今回は冒険者ギルドが――というよりもワホマが機転を利かして――国から請け負ったマミの町への支援物資の配送も請け負いがてら追加メンバーが来る手筈となっているので、見当たらないハーレーとクロヂョカが物資と一緒に遅れてやって来ることになっているのだろう。
「しかし、ハーレーちゃんもクロヂョカさんも戦闘向きじゃないのに、置いてきて大丈夫なのか?」
テッペキが心配するのも無理はない。
「まあ、あの3人も戦闘向きではないっすからね。支援物資も一緒に届けるってことで護衛は必要以上に雇ってあるんじゃないっすか?」
「だろうな。森を抜けた安全圏に入ったから急いでやって来たってところだろ。ハーレーちゃんの機嫌が悪くなってなけりゃ良いけど」
そんなやりとりを知ってか知らずか、駆けつけた3人は観客スペースを越えてズカズカと近づいてくる。
マミの町の自警団の面々も、明らかな不審者でありながら確実にジャッドナーの関係者であろうことは察してくれてトラブルになる気配はない。
「お前らなぁ。こんな面白そうなこと、わしら抜きでやるんじゃないよ」
「そうよ。後2日くらい待てたでしょ?」
「それより、酒はどこで配ってるの?」
長年、コールリーダーを務めたダビッドだが、がっしりした体型に似合った低音ボイスは些かも衰えておらず、拡声器を使わずとも腹に響く。ただ、威圧感はないため、どちらかといえば気の良いおっちゃんという印象の方が強く残る。
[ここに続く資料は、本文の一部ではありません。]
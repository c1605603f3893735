use axum::{
    extract::{Path, State},
    response::Json,
};

use crate::{
    database::Database,
    error::AppResult,
    models::QualityCheck,
    services::Repository,
};

// Get quality checks for a specific batch number or SKU
pub async fn for_item(
    State(db): State<Database>,
    Path(item_id): Path<String>,
) -> AppResult<Json<Vec<QualityCheck>>> {
    let checks = Repository::<QualityCheck>::new(db).for_item(&item_id).await?;
    Ok(Json(checks))
}
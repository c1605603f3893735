pub mod finished_product;
pub mod process;
pub mod quality_check;
pub mod raw_material;
pub mod wip;

use chrono::{DateTime, Utc};
use serde::{de::DeserializeOwned, Serialize};
use uuid::Uuid;

use crate::database::Collection;

pub use finished_product::{FinishedProduct, FinishedProductPatch, NewFinishedProduct};
pub use process::{InputMaterial, NewProcess, Process, ProcessPatch};
pub use quality_check::{NewQualityCheck, QualityCheck};
pub use raw_material::{NewRawMaterial, RawMaterial, RawMaterialPatch};
pub use wip::{NewWipBatch, WipBatch, WipBatchPatch};

/// A record type stored in its own collection.
pub trait Entity: Serialize + DeserializeOwned + Send + Sync + 'static {
    const COLLECTION: Collection;
    /// Human-readable name used in response messages, e.g. "Material".
    const LABEL: &'static str;

    /// Creation payload. Every field is optional on the wire; defaults are
    /// filled in by `from_new`.
    type New: DeserializeOwned + Send + 'static;

    fn id(&self) -> Uuid;

    fn from_new(new: Self::New, id: Uuid, now: DateTime<Utc>) -> Self;
}

/// Entities that support update and delete. Quality checks are append-only
/// and do not implement this.
pub trait MutableEntity: Entity {
    /// Name used in update and delete acknowledgements. Differs from
    /// `LABEL` only where the two messages historically disagree.
    const ACK_LABEL: &'static str = <Self as Entity>::LABEL;

    /// Partial update. Absent fields serialize to nothing and leave the
    /// stored value alone.
    type Patch: Serialize + DeserializeOwned + Send + 'static;
}

/// Field stamped on every update.
pub const UPDATED_AT_FIELD: &str = "updatedAt";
対するカルカンはダビッドの隣だと余計に華奢に見える麗人だ。サポーターの中でもこの夫婦は美女と野獣と評されるくらいなのだが、気質としては彼女の方が荒いことを親しい人間は知っている。
今も笑って苦言を呈しているが、その目の奥からは冷たいものを感じているほどである。冷血な人間というよりは熱血漢の部類で、応援中は誰よりも選手を鼓舞し続けてるタイプなのだ。
2人に対して明らかに態度が異なるハイランドは、母親に良く似た美人な上に胸の谷間に雨粒を溜めながらひとり場違いな発言をするのもいつものことだ。
鹿児島ヴォルッケモンFCのホームゲームではメインスポンサーが焼酎メーカーということもあり水よりも安いという謳い文句で焼酎が販売されており、彼女はそれを目的に観戦に通っているにすぎない。
両親も半ば呆れているものの、父親譲りのリーダー気質を発揮して大旗隊を指揮しているので目を瞑っている次第だ。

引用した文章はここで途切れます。